Há algum tempo atrás andei a pesquisar material acessório sobre pirataria, esperando encontrar algum estudo sério sobre estes enclaves — aparentemente nenhum historiador achou este tópico digno de análise (William Burroughs já o mencionou, bem como o falecido anarquista Inglês Larry Law, mas nunca se conduziu nenhum estudo sistemático). Voltei às fontes iniciais e desenvolvi a minha própria teoria, sobre a qual discutirei alguns aspectos neste ensaio. Chamei a estas sociedades “Utopias Piratas”.
Recentemente, Bruce Sterling, um dos expoentes da ficção científica CyberPunk, publicou um romance localizado num futuro próximo que se baseia na seguinte premissa: a decadência dos sistemas políticos levar-nos-á a uma proliferação descentralizada de experiências sociais: gigantescas corporações geridas pelos seus trabalhadores, enclaves independentes dedicados à “pirataria de dados”, enclaves eco-social-democratas, enclaves onde o trabalho foi abolido , zonas anarquistas livres, etc. A economia de informação que sustenta esta diversidade é a Rede; os enclaves (tal como o título do livro) são Ilhas na Rede.
Os Assassinos medievais fundaram um “Estado” que consistia numa rede de vales remotos e castelos, todos separados por milhares de quilómetros. Estrategicamente invulnerável a qualquer invasão, cujas ligações se efectuavam pelo fluxo de informação proveniente de agentes secretos, estava guerra com todos os governos e era dedicado apenas ao conhecimento. A tecnologia moderna, culminando no satélite-espião, transforma este género de autonomia num sonho romântico. Não haver mais ilhas piratas! No futuro, esta mesma tecnologia, liberta de todo o controlo político, poderia tornar possível todo um mundo de zonas autónomas. Por enquanto este conceito não é mais que ficção científica — especulação pura.
Estaremos nós, que vivemos no presente, condenados a nunca experimentar a autonomia, nunca passear numa terra governada apenas pela liberdade, nem que seja por momentos? Estaremos limitados apenas a nostalgias do passado ou do futuro? Teremos que esperar até que o mundo inteiro se liberte do controlo político para que (nem que seja) um de nós possa afirmar um conhecimento da liberdade? A lógica e a emoção unem-se para condenar tais suposições. A razão postula que ninguém pode lutar por aquilo que não conhece; e o coração revolta-se ao imaginar um universo tão cruel que permita perpetrar tais injustiças na nossa geração humana. Dizer “Não serei livre até que todos os seres humanos (ou criaturas com entendimento) o sejam” não é mais que ceder a um torpor abençoado, abdicar da nossa humanidade, definirmo-nos como derrotados.

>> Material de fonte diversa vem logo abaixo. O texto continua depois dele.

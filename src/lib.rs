//! # Sitesmith
//!
//! Pre-render pipeline for config-driven small-business sites. One
//! configuration file is the data source: it declares the site identity,
//! theme, navigation, and an ordered list of typed sections, with every
//! textual field available per language.
//!
//! # Architecture: Two-Stage Pipeline
//!
//! The pipeline runs two independent stages over the same document tree:
//!
//! ```text
//! 1. Check     site.yaml  →  ValidationReport   (schema + cross-field rules)
//! 2. Fetch     site.yaml  →  assets/ + rewrite  (remote URLs → local files)
//! ```
//!
//! This separation exists for three reasons:
//!
//! - **No partial effects**: fetch only runs against a document that already
//!   passed check, so a typo can never leave half the assets downloaded.
//! - **Idempotency**: fetch rewrites remote URLs to local paths in the
//!   document itself, so the next run finds nothing left to download.
//! - **Testability**: check is a pure function from tree to report; fetch is
//!   exercised against a local HTTP server in the integration suite.
//!
//! # Module Map
//!
//! | Module | Role |
//! |--------|------|
//! | [`issue`] | Validation defects as data: field paths, issues, reports |
//! | [`locale`] | `LocalizedText` (plain or per-language) and fallback resolution |
//! | [`primitives`] | Field-level checks shared by every schema: strings, URLs, buttons |
//! | [`sections`] | The closed set of section types and their per-type prop schemas |
//! | [`validate`] | Orchestrator — root schema, section dispatch, warnings |
//! | [`lint`] | Advisory diacritic heuristics for localized strings |
//! | [`content`] | YAML/JSON document loading and same-format write-back |
//! | [`walker`] | Remote-URL discovery with rewritable slot addresses |
//! | [`assets`] | Parallel downloader: dedup, filename cache, collision suffixes |
//! | [`annotate`] | Image tagging contract and content-addressed annotation cache |
//! | [`config`] | Typed `SiteConfig` view of an already-validated tree |
//! | [`output`] | CLI output formatting — path-first display of pipeline results |
//!
//! # Design Decisions
//!
//! ## Validation Over Raw Trees
//!
//! Validation runs on `serde_json::Value`, not on typed structs. Serde's
//! derive would stop at the first shape mismatch with a parser-voice error;
//! the validator instead walks the whole tree and reports *every* problem,
//! each addressed by a field path (`sections[2].props.title`) the author can
//! navigate to directly. The typed [`config::SiteConfig`] view is built only
//! after validation passes, so it never has to be defensive.
//!
//! ## Errors Block, Warnings Advise
//!
//! A missing required field is an error and fails the build. A duplicate
//! section id, a missing seo block, or a suspicious ASCII spelling in German
//! text degrade the result without breaking it — those are warnings, printed
//! but never fatal. The split is fixed per rule, not configurable: a rule
//! that can be demoted will be.
//!
//! ## Filename-Addressed Asset Cache
//!
//! The downloader's idempotency key is the filename derived from the URL,
//! checked against the destination directory — not a manifest, not an mtime.
//! The document rewrite makes this mostly moot (resolved fields no longer
//! hold URLs), but it also means a re-run after a partial failure skips
//! everything that already landed on disk. Within one run, a mutex-guarded
//! reservation set keeps two URLs from ever claiming the same name.

pub mod annotate;
pub mod assets;
pub mod config;
pub mod content;
pub mod issue;
pub mod lint;
pub mod locale;
pub mod output;
pub mod primitives;
pub mod sections;
pub mod validate;
pub mod walker;

#[cfg(test)]
pub(crate) mod test_helpers;
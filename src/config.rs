//! Typed view of a validated site configuration.
//!
//! Validation runs on the raw `serde_json::Value` tree so that every problem
//! can be reported with a precise field path instead of stopping at the first
//! deserialization error. Once a document has passed validation, downstream
//! consumers want real types, not `Value` spelunking — this module is that
//! typed view.
//!
//! The structs here are deliberately permissive (`Option` everywhere the
//! schema allows omission, `props` kept as raw `Value`): the validator is the
//! single source of truth for what is required, and deserializing an already
//! validated tree must not fail on shape. Section props stay untyped because
//! each section type has its own schema and renderers consume them
//! generically.

use crate::locale::LocalizedText;
use serde::{Deserialize, Serialize};
use serde_json::Value;
use thiserror::Error;

#[derive(Error, Debug)]
pub enum ConfigError {
    #[error("configuration shape error: {0}")]
    Shape(#[from] serde_json::Error),
}

/// A complete site configuration, deserialized from a validated tree.
#[derive(Debug, Clone, Serialize, Deserialize)]
#[serde(rename_all = "camelCase")]
pub struct SiteConfig {
    pub name: LocalizedText,
    #[serde(default, skip_serializing_if = "Option::is_none")]
    pub url: Option<String>,
    #[serde(default, skip_serializing_if = "Option::is_none")]
    pub languages: Option<Vec<String>>,
    pub default_language: String,
    pub theme: Theme,
    #[serde(default, skip_serializing_if = "Option::is_none")]
    pub seo: Option<Value>,
    pub navigation: Navigation,
    pub sections: Vec<SectionBlock>,
    pub footer: Footer,
    #[serde(default, skip_serializing_if = "Option::is_none")]
    pub disclaimer: Option<LocalizedText>,
    #[serde(default, skip_serializing_if = "Option::is_none")]
    pub steps: Option<Vec<String>>,
}

impl SiteConfig {
    /// Build the typed view from a tree that already passed validation.
    pub fn from_value(value: &Value) -> Result<Self, ConfigError> {
        Ok(serde_json::from_value(value.clone())?)
    }

    /// Languages the site serves: the configured list, or just the default.
    pub fn languages(&self) -> Vec<String> {
        match &self.languages {
            Some(list) if !list.is_empty() => list.clone(),
            _ => vec![self.default_language.clone()],
        }
    }
}

#[derive(Debug, Clone, Serialize, Deserialize)]
#[serde(rename_all = "camelCase")]
pub struct Theme {
    pub colors: Value,
    #[serde(default, skip_serializing_if = "Option::is_none")]
    pub fonts: Option<Value>,
}

#[derive(Debug, Clone, Serialize, Deserialize)]
#[serde(rename_all = "camelCase")]
pub struct Navigation {
    #[serde(default, skip_serializing_if = "Option::is_none")]
    pub logo: Option<String>,
    pub links: Vec<NavLink>,
    #[serde(default, skip_serializing_if = "Option::is_none")]
    pub cta: Option<Value>,
    #[serde(default, skip_serializing_if = "Option::is_none")]
    pub style: Option<Value>,
}

#[derive(Debug, Clone, Serialize, Deserialize)]
#[serde(rename_all = "camelCase")]
pub struct NavLink {
    pub label: LocalizedText,
    #[serde(default, skip_serializing_if = "Option::is_none")]
    pub anchor: Option<String>,
    #[serde(default, skip_serializing_if = "Option::is_none")]
    pub href: Option<String>,
}

/// One section of the page: a type tag, a unique id, and type-specific props.
#[derive(Debug, Clone, Serialize, Deserialize)]
pub struct SectionBlock {
    #[serde(rename = "type")]
    pub section_type: String,
    pub id: String,
    pub props: Value,
}

#[derive(Debug, Clone, Serialize, Deserialize)]
#[serde(rename_all = "camelCase")]
pub struct Footer {
    #[serde(default, skip_serializing_if = "Option::is_none")]
    pub text: Option<LocalizedText>,
    #[serde(default, skip_serializing_if = "Option::is_none")]
    pub social: Option<Vec<Value>>,
    #[serde(default, skip_serializing_if = "Option::is_none")]
    pub links: Option<Vec<NavLink>>,
}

Creio que, ao efectuarmos extrapolações a partir de histórias passadas e futuras sobre “ilhas na Rede”, podemos colher provas de que um certo tipo de “enclave livre” não só é possível na nossa época como também existe. Todas as minhas pesquisas e especulações se cristalizam no conceito da ZONA AUTÓNOMA PROVISÓRIA (a partir daqui referida pela sigla ZAP).
Apesar da síntese que faz do meu pensamento, não pretendo que a ZAP seja tomada por mais do que um ensaio (“tentativa”), uma sugestão, quase um delírio poético. Apesar do entusiasmo por vezes exorbitante da minha linguagem, não tento construir um dogma político. De facto, evito deliberadamente definir a ZAP — contorno o assunto, disparando feixes de luz exploratória. Por fim, a ZAP explica-se a si própria. Se a expressão se tornasse algo corrente seria compreendida sem dificuldade… compreendida em acção.


AGUARDANDO A REVOLUÇÃO


Como é que o “mundo às avessas” consegue sempre endireitar-se? Porque é que a reacção segue sempre a revolução, como temporadas no inferno?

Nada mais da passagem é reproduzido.